Two months later, the situation repeated itself – Oleksiy was again told: “With things on the way out.”

It’s hard to explain, but when physical force is used on you for almost two years.

This time I no longer believed in the exchange, on the contrary, I thought that I was being taken to a new prison. I was waiting, as if in a capsule, and mentally prepared for the worst“, the border guard recalls.

Alexei after capture

Alexei after capture

State border service

Oleksiy and several other prisoners were taken out of the cells, then changed and put on buses. They drove all night and half the day. The escorts began to take the prisoners to the toilet without objection. And this was synonymous with exchange, because human attitude is not inherent to them. Oleksiy and other soldiers began to hope for a return to Ukraine.

They rode with paper or cloth bags on their heads, and blindfolds on their eyes.
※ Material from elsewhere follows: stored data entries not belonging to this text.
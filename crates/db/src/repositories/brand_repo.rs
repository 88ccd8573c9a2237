//! Repository for `brand_pages` and `brand_dna`.

use adforge_core::types::DbId;
use sqlx::{PgExecutor, PgPool};

use crate::models::brand::{BrandDnaRecord, BrandPage, NewBrandPage};

const DNA_COLUMNS: &str = "id, project_id, dna, corpus, created_at";

const PAGE_COLUMNS: &str = "id, project_id, url, title, content, content_sha, created_at";

/// Provides persistence for scraped pages and Brand DNA snapshots.
pub struct BrandRepo;

impl BrandRepo {
    /// Persist scraped pages, skipping any whose content hash the project
    /// already has. Returns the number of rows actually inserted.
    pub async fn insert_pages(
        pool: &PgPool,
        project_id: DbId,
        pages: &[NewBrandPage],
    ) -> Result<u64, sqlx::Error> {
        let mut inserted = 0;
        for page in pages {
            let result = sqlx::query(
                "INSERT INTO brand_pages (project_id, url, title, content, content_sha) \
                 VALUES ($1, $2, $3, $4, $5) \
                 ON CONFLICT (project_id, content_sha) DO NOTHING",
            )
            .bind(project_id)
            .bind(&page.url)
            .bind(&page.title)
            .bind(&page.content)
            .bind(&page.content_sha)
            .execute(pool)
            .await?;
            inserted += result.rows_affected();
        }
        Ok(inserted)
    }

    /// All stored pages for a project, oldest first.
    pub async fn list_pages(pool: &PgPool, project_id: DbId) -> Result<Vec<BrandPage>, sqlx::Error> {
        let query = format!(
            "SELECT {PAGE_COLUMNS} FROM brand_pages WHERE project_id = $1 ORDER BY id ASC"
        );
        sqlx::query_as::<_, BrandPage>(&query)
            .bind(project_id)
            .fetch_all(pool)
            .await
    }

    /// Insert an immutable Brand DNA snapshot.
    pub async fn create_dna<'e, E: PgExecutor<'e>>(
        executor: E,
        project_id: DbId,
        dna: &serde_json::Value,
        corpus: &str,
    ) -> Result<BrandDnaRecord, sqlx::Error> {
        let query = format!(
            "INSERT INTO brand_dna (project_id, dna, corpus) \
             VALUES ($1, $2, $3) \
             RETURNING {DNA_COLUMNS}"
        );
        sqlx::query_as::<_, BrandDnaRecord>(&query)
            .bind(project_id)
            .bind(dna)
            .bind(corpus)
            .fetch_one(executor)
            .await
    }

    /// Find a Brand DNA snapshot by its ID.
    pub async fn find_dna(pool: &PgPool, id: DbId) -> Result<Option<BrandDnaRecord>, sqlx::Error> {
        let query = format!("SELECT {DNA_COLUMNS} FROM brand_dna WHERE id = $1");
        sqlx::query_as::<_, BrandDnaRecord>(&query)
            .bind(id)
            .fetch_optional(pool)
            .await
    }
}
When we were ordered to remove it all from our faces, I realized that everything is finally at home. But there was no wild joy”– says the soldier in a calm voice.

He explains that it was too hard, cold and at the same time a long-awaited journey, which was taken for granted, because the warriors must return home.
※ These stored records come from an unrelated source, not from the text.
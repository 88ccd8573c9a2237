//! IMAGES: render one visual per requested format.
//!
//! Best effort per format: a failed format is logged and skipped, and the
//! parent generation run is never touched.

use adforge_core::brand_dna::BrandDna;
use adforge_core::creative::CreativeType;
use adforge_core::image_format::ImageFormat;
use adforge_core::job::ImagesPayload;
use adforge_db::models::generation_run::GenerationRun;
use adforge_db::models::visual_asset::{CreateVisualAsset, VisualAsset};
use adforge_db::repositories::{BrandRepo, GenerationRunRepo, VisualAssetRepo};
use adforge_llm::ImageRequest;

use crate::context::PipelineContext;
use crate::error::{PipelineError, BRAND_DNA_NOT_FOUND, GENERATION_RUN_NOT_FOUND};
use crate::prompts::build_image_prompt;

#[derive(Debug, Clone, Default, PartialEq, Eq)]
pub struct ImagesOutcome {
    pub rendered: Vec<ImageFormat>,
    pub failed: Vec<ImageFormat>,
}

pub async fn run(
    ctx: &PipelineContext,
    payload: &ImagesPayload,
) -> Result<ImagesOutcome, PipelineError> {
    let run = GenerationRunRepo::find_by_id(&ctx.pool, payload.generation_run_id)
        .await?
        .ok_or_else(|| PipelineError::failed(GENERATION_RUN_NOT_FOUND))?;
    let creative_type: CreativeType = run.creative_type.parse()?;
    let record = BrandRepo::find_dna(&ctx.pool, run.brand_dna_id)
        .await?
        .ok_or_else(|| PipelineError::failed(BRAND_DNA_NOT_FOUND))?;
    let dna = BrandDna::from_value(record.dna).unwrap_or_else(|e| {
        tracing::warn!(run_id = run.id, error = %e, "Stored brand DNA unreadable, using defaults");
        BrandDna::default()
    });

    let mut outcome = ImagesOutcome::default();
    for &format in &payload.formats {
        match render(ctx, &run, creative_type, &dna, format).await {
            Ok(asset) => {
                tracing::info!(run_id = run.id, asset_id = asset.id, format = %format, "Rendered visual");
                outcome.rendered.push(format);
            }
            Err(e) => {
                tracing::warn!(run_id = run.id, format = %format, error = %e, "Visual failed, skipping");
                outcome.failed.push(format);
            }
        }
    }
    Ok(outcome)
}

async fn render(
    ctx: &PipelineContext,
    run: &GenerationRun,
    creative_type: CreativeType,
    dna: &BrandDna,
    format: ImageFormat,
) -> Result<VisualAsset, PipelineError> {
    let size = format.size();
    let prompt = build_image_prompt(creative_type, dna, format);
    let image = ctx
        .backend
        .generate_image(&ImageRequest {
            prompt: prompt.clone(),
            size: size.as_param(),
        })
        .await?;

    let asset = VisualAssetRepo::create(
        &ctx.pool,
        &CreateVisualAsset {
            generation_run_id: run.id,
            format: format.as_str().to_string(),
            width: size.width,
            height: size.height,
            prompt,
            result_url: image.result_url,
            model: image.model,
        },
    )
    .await?;
    Ok(asset)
}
Thoughts after the exchange

In captivity, everyone, with rare exceptions, is looking for Faith. They probably find what they were looking for. But at the same time they are rethinking life“, – notes Oleksiy.

He adds that he never regretted his choice and did not perceive himself as a victim in captivity.

I think I was free. Yes, it was difficult, we had to bend where necessary so as not to break. In captivity, it was important for me to remain human, not to be angry with the whole world.

Freedom for me means taking responsibility and knowing that in addition to privileges, you will have to answer for something and pay the price“, says the soldier steadfastly.

The wife and children came to Oleksiy three days after the exchange and were frightened by the husband’s appearance. In captivity, he lost almost a third of his weight – more than 30 kg.

But Oleksiy was worried about something else. During this time, he lost part of the childhood of his sons and daughter. All three children are from an orphanage. At the time of adoption, they were between 7 months and almost 2 years old.

I already understood how much we had lost, because we had not seen them when they were little – from the first days. And then I calculated that during the time of working in Poland, moving from Debaltseve, service and captivity, I saw children for 4.5 years less than my wife. I was not afraid that they would forget me, but I regretted the time that flows like sand”– says Oleksii.